**REQUIRED WORK**
The answer is to be an exact copy of the lines below running from the line with "lines are queued." down to the line with "let outcome = self.connect_once().await?;", both ends included, and nothing more.
RECORDED INFORMATION Block Start
//! Line-based codec for tokio.
//!
//! Frames CRLF-terminated lines out of a byte stream. Decoding yields
//! one complete line at a time with the terminator stripped, so exactly
//! one line is ever in flight for processing.

use bytes::BytesMut;
use tokio_util::codec::Decoder;

use crate::error::{self, ProtocolError};

/// Maximum line length in bytes, terminator included (IRC standard).
pub const MAX_LINE_LEN: usize = 512;

/// Codec that frames newline-terminated lines.
///
/// Lines are limited to [`MAX_LINE_LEN`] bytes by default. A bare `\n`
/// terminator is accepted on decode; an optional preceding `\r` is
/// stripped along with it.
pub struct LineCodec {
    /// Index of next byte to check for newline
    next_index: usize,
    /// Maximum line length
    max_len: usize,
}

impl LineCodec {
    /// Create a new codec with the standard line limit.
    pub fn new() -> Self {
        Self {
            next_index: 0,
            max_len: MAX_LINE_LEN,
        }
    }

    /// Create a new codec with a custom max line length.
    pub fn with_max_len(max_len: usize) -> Self {
        Self {
            next_index: 0,
            max_len,
        }
    }
}

impl Default for LineCodec {
    fn default() -> Self {
        Self::new()
    }
}

impl Decoder for LineCodec {
    type Item = String;
    type Error = ProtocolError;

    fn decode(&mut self, src: &mut BytesMut) -> error::Result<Option<String>> {
        // Look for a newline starting from where the last scan stopped
        if let Some(offset) = src[self.next_index..].iter().position(|b| *b == b'\n') {
            let line = src.split_to(self.next_index + offset + 1);
            self.next_index = 0;

            if line.len() > self.max_len {
                return Err(ProtocolError::LineTooLong {
                    actual: line.len(),
                    limit: self.max_len,
                });
            }

            let text = std::str::from_utf8(&line).map_err(|e| ProtocolError::InvalidUtf8 {
                byte_pos: e.valid_up_to(),
            })?;

            Ok(Some(text.trim_end_matches(['\r', '\n']).to_owned()))
        } else {
            // No complete line yet - remember where we stopped
            self.next_index = src.len();

            // A partial line past the limit will never become valid
            if src.len() > self.max_len {
                return Err(ProtocolError::LineTooLong {
                    actual: src.len(),
                    limit: self.max_len,
                });
            }

            Ok(None)
        }
    }
}
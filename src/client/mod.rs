//! Connection management and the public client surface.
//!
//! [`Client`] owns the handler registry and drives the connection
//! lifecycle: resolve, connect, identify, then hand the stream to the
//! session loop. Transient failures back off and retry under the
//! configured [`ReconnectPolicy`](crate::config::ReconnectPolicy);
//! unresolvable hosts and exhausted retries surface as
//! [`ClientError`](crate::error::ClientError).

mod dispatch;
mod outbox;
mod session;

use std::io;
use std::net::SocketAddr;

use tokio::net::{lookup_host, TcpStream};
use tracing::{debug, info, warn};

use crate::config::Settings;
use crate::error::ClientError;
use session::{SessionEnd, SessionState};

pub use dispatch::{Context, Handler};

/// Where the client currently is in its lifecycle. Progression is
/// strictly forward through a connection attempt; any failure past
/// `Disconnected` falls back to `Disconnected` before the next attempt.
#[derive(Debug, Clone, Copy, PartialEq, Eq)]
enum ConnectionState {
    Disconnected,
    Resolving,
    Connecting,
    Identifying,
    Ready,
}

/// An asynchronous chat client.
///
/// Handlers are registered up front, then [`Client::run`] takes over the
/// task until a handler requests shutdown or reconnection attempts are
/// exhausted.
///
/// ```no_run
/// use corvid::{Client, Config, Context, Message};
///
/// # async fn demo() -> anyhow::Result<()> {
/// let config = Config::load("config.toml")?;
/// let mut client = Client::new(config.client);
/// client.register_handler("PRIVMSG", |_ctx: &mut Context<'_>, msg: &Message| {
///     tracing::info!(from = %msg.prefix, text = %msg.trailing, "message");
/// });
/// client.run().await?;
/// # Ok(())
/// # }
/// ```
pub struct Client {
    settings: Settings,
    registry: dispatch::Registry,
    state: ConnectionState,
}

impl Client {
    /// Create a client from connection settings. A PONG responder for
    /// server PINGs is pre-registered; everything else is up to the
    /// caller.
    pub fn new(settings: Settings) -> Self {
        let mut registry = dispatch::Registry::new();
        registry.register("PING", |ctx: &mut Context<'_>, msg: &corvid_proto::Message| {
            ctx.send_raw(&format!("PONG :{}", msg.trailing));
        });
        Self {
            settings,
            registry,
            state: ConnectionState::Disconnected,
        }
    }

    /// Connection settings this client was built with.
    pub fn settings(&self) -> &Settings {
        &self.settings
    }

    /// Register a handler for a command. Commands match exactly as the
    /// server sends them; handlers for the same command run in
    /// registration order.
    pub fn register_handler(&mut self, command: impl Into<String>, handler: impl Handler + 'static) {
        self.registry.register(command, handler);
    }

    /// Register a callback to run each time a connection reaches the
    /// ready state, after the identification lines are queued.
    pub fn register_on_connect<F>(&mut self, callback: F)
    where
        F: FnMut(&mut Context<'_>) + Send + 'static,
    {
        self.registry.register_on_connect(callback);
    }

    /// Run the client until shutdown or until reconnection gives up.
    ///
    /// Each pass resolves the host fresh, connects to the first
    /// candidate address, queues `USER`/`NICK`, runs the on-connect
    /// callbacks, and enters the session loop. A successful connection
    /// resets the failure counter; consecutive failures beyond
    /// `reconnect.max_attempts` end the run with
    /// [`ClientError::RetriesExhausted`].
    pub async fn run(&mut self) -> Result<(), ClientError> {
        let policy = self.settings.reconnect.clone();
        let mut failures: u32 = 0;

        loop {
            let outcome = self.connect_once().await?;
            // A connection that made it all the way up earns a fresh
            // retry budget, even if it dropped later
            if self.state == ConnectionState::Ready {
                failures = 0;
            }
            self.state = ConnectionState::Disconnected;

            let last = match outcome {
                Ok(()) => return Ok(()),
                Err(e) => e,
            };

            failures += 1;
            if failures > policy.max_attempts {
                return Err(ClientError::RetriesExhausted {
                    attempts: failures,
                    last,
                });
            }

            let delay = policy.delay_for(failures);
            warn!(
                error = %last,
                attempt = failures,
                delay_secs = delay.as_secs(),
                "connection lost, retrying"
            );
            tokio::time::sleep(delay).await;
        }
    }

    /// One resolve-connect-session pass. The outer `Result` carries
    /// fatal errors; the inner one distinguishes a clean shutdown from a
    /// transient failure worth retrying.
    async fn connect_once(&mut self) -> Result<Result<(), io::Error>, ClientError> {
        self.state = ConnectionState::Resolving;
        let host = self.settings.host.as_str();
        let port = self.settings.port;
        let addr = match lookup_host((host, port)).await {
            // An empty result set is fatal: the name is wrong, not the
            // network
            Ok(mut addrs) => match addrs.next() {
                Some(addr) => addr,
                None => {
                    return Err(ClientError::Resolve {
                        host: host.to_owned(),
                        port,
                    })
                }
            },
            // Resolver infrastructure errors are transient; retry like
            // any other connection failure
            Err(e) => return Ok(Err(e)),
        };
        Ok(self.attempt(addr).await)
    }

    /// One connection attempt: connect, identify, run the session.
    /// `Ok(())` means a handler requested shutdown.
    async fn attempt(&mut self, addr: SocketAddr) -> Result<(), io::Error> {
        self.state = ConnectionState::Connecting;
        debug!(%addr, "connecting");
        let stream = TcpStream::connect(addr).await?;
        info!(%addr, nick = %self.settings.nick, "connected");

        self.state = ConnectionState::Identifying;
        let mut state = SessionState::new(outbox::DEFAULT_MAX_PENDING);
        let nick = &self.settings.nick;
        state.outbox.push(&format!("USER {nick} 0 * :{nick}"));
        state.outbox.push(&format!("NICK {nick}"));

        self.state = ConnectionState::Ready;
        {
            let mut ctx = Context {
                outbox: &mut state.outbox,
                nick: &self.settings.nick,
                shutdown: &mut state.shutdown,
            };
            self.registry.run_on_connect(&mut ctx);
        }

        match session::run_session(stream, &mut self.registry, &self.settings, &mut state).await {
            SessionEnd::Shutdown => {
                info!("session shut down");
                Ok(())
            }
            SessionEnd::Transport(e) => Err(e),
        }
    }
}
RECORDED INFORMATION Block End
**ANSWER FOR THE TASK**
    /// ready state, after the identification lines are queued.
    pub fn register_on_connect<F>(&mut self, callback: F)
    where
        F: FnMut(&mut Context<'_>) + Send + 'static,
    {
        self.registry.register_on_connect(callback);
    }

    /// Run the client until shutdown or until reconnection gives up.
    ///
    /// Each pass resolves the host fresh, connects to the first
    /// candidate address, queues `USER`/`NICK`, runs the on-connect
    /// callbacks, and enters the session loop. A successful connection
    /// resets the failure counter; consecutive failures beyond
    /// `reconnect.max_attempts` end the run with
    /// [`ClientError::RetriesExhausted`].
    pub async fn run(&mut self) -> Result<(), ClientError> {
        let policy = self.settings.reconnect.clone();
        let mut failures: u32 = 0;

        loop {
            let outcome = self.connect_once().await?;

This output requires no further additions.